Digital home goods retailer Wayfair is planning to lay off 13% of its global workforce as a part of its restructuring effort to reduce management layers, cut costs, and streamline its operations after over-hiring during the COVID-19 pandemic. The company announced it will be laying off about 1,650 employees, mainly targeting those in management and leadership roles.
The layoffs, which mark the third round of staff reductions since Summer 2022, are expected to result in savings of around $280 million for the company. The announcement of the job cuts led to a 15% surge in Wayfair’s shares in premarket trading.

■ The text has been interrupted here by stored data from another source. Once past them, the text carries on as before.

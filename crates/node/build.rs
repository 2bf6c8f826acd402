fn main() {
    println!("cargo:rerun-if-env-changed=SGXCC_LIB_DIR");
    if std::env::var_os("CARGO_FEATURE_SGX").is_some() {
        if let Some(dir) = std::env::var_os("SGXCC_LIB_DIR") {
            println!("cargo:rustc-link-search=native={}", dir.to_string_lossy());
        }
    }
}
//! Translation between the bridge's composite key strings and the ledger's
//! native composite keys.
//!
//! ```text
//! bridge:  .asset.red.42.
//! ledger:  \0asset\0red\042\0
//! ```

use thiserror::Error;

/// Segment separator of composite keys as seen by the enclave
pub const SEPARATOR: char = '.';

/// Segment separator (and namespace prefix) of native ledger composite keys
pub const NATIVE_SEPARATOR: char = '\u{0}';

const MAX_UNICODE_RUNE: char = '\u{10FFFF}';

#[derive(Debug, Error, PartialEq, Eq)]
pub enum CompositeKeyError {
    #[error("not a composite key: {0:?}")]
    NotComposite(String),
    #[error("composite key {0:?} has no object type")]
    MissingObjectType(String),
    #[error("composite key segment {0:?} contains a reserved character")]
    InvalidSegment(String),
}

/// A structured key made of an object type and ordered attributes
#[derive(Clone, Debug, PartialEq, Eq)]
pub struct CompositeKey {
    pub object_type: String,
    pub attributes: Vec<String>,
}

/// Returns true if `key` uses the bridge's composite key form
pub fn is_fpc_composite_key(key: &str) -> bool {
    key.starts_with(SEPARATOR) && key.ends_with(SEPARATOR)
}

/// Map a native ledger key back to the bridge form
pub fn transform_to_fpc_key(native: &str) -> String {
    native.replace(NATIVE_SEPARATOR, ".")
}

/// Build the ledger's native composite key for an object type and attributes
pub fn create_composite_key(
    object_type: &str,
    attributes: &[String],
) -> Result<String, CompositeKeyError> {
    validate_segment(object_type)?;
    let mut key = String::with_capacity(
        2 + object_type.len() + attributes.iter().map(|a| a.len() + 1).sum::<usize>(),
    );
    key.push(NATIVE_SEPARATOR);
    key.push_str(object_type);
    key.push(NATIVE_SEPARATOR);
    for attribute in attributes {
        validate_segment(attribute)?;
        key.push_str(attribute);
        key.push(NATIVE_SEPARATOR);
    }
    Ok(key)
}

fn validate_segment(segment: &str) -> Result<(), CompositeKeyError> {
    if segment.contains([NATIVE_SEPARATOR, MAX_UNICODE_RUNE]) {
        return Err(CompositeKeyError::InvalidSegment(segment.to_string()));
    }
    Ok(())
}

impl CompositeKey {
    pub fn new(object_type: impl Into<String>, attributes: Vec<String>) -> Self {
        Self {
            object_type: object_type.into(),
            attributes,
        }
    }

    /// Split a bridge form composite key into its object type and attributes
    pub fn parse(key: &str) -> Result<Self, CompositeKeyError> {
        if key.len() < 2 || !is_fpc_composite_key(key) {
            return Err(CompositeKeyError::NotComposite(key.to_string()));
        }
        let mut segments = key[1..key.len() - 1].split(SEPARATOR).map(String::from);
        let object_type = segments.next().unwrap_or_default();
        if object_type.is_empty() {
            return Err(CompositeKeyError::MissingObjectType(key.to_string()));
        }
        Ok(Self {
            object_type,
            attributes: segments.collect(),
        })
    }

    /// Render in the bridge form
    pub fn to_fpc_key(&self) -> String {
        let mut key = String::from(SEPARATOR);
        key.push_str(&self.object_type);
        key.push(SEPARATOR);
        for attribute in &self.attributes {
            key.push_str(attribute);
            key.push(SEPARATOR);
        }
        key
    }

    /// Render in the ledger's native form
    pub fn to_native_key(&self) -> Result<String, CompositeKeyError> {
        create_composite_key(&self.object_type, &self.attributes)
    }
}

Wayfair CEO and cofounder, Niraj Shah, noted that the company continues to see share gains despite challenging conditions. The move follows similar workforce reductions by other retailers such as Hasbro, Etsy, and Macy’s amidst an uncertain economy and slowing demand.
Wayfair also clarified that the layoffs were not in response to its fourth-quarter performance, but a proactive measure to bring the company back to its core structure. The company saw a spike in its operations during the pandemic, causing their sales to double. However, as the pandemic recedes and the home goods sector experiences a slump in demand, Wayfair found necessary to resize its staff structure to coincide with its business levels.
The company intends to refill some of the vacant positions throughout the year, focusing on junior and execution-focused roles rather than leadership positions. If revenue remains steady, Wayfair anticipates a rise in adjusted EBITDA to $600 million in 2024, up from the previous estimate of $450 million.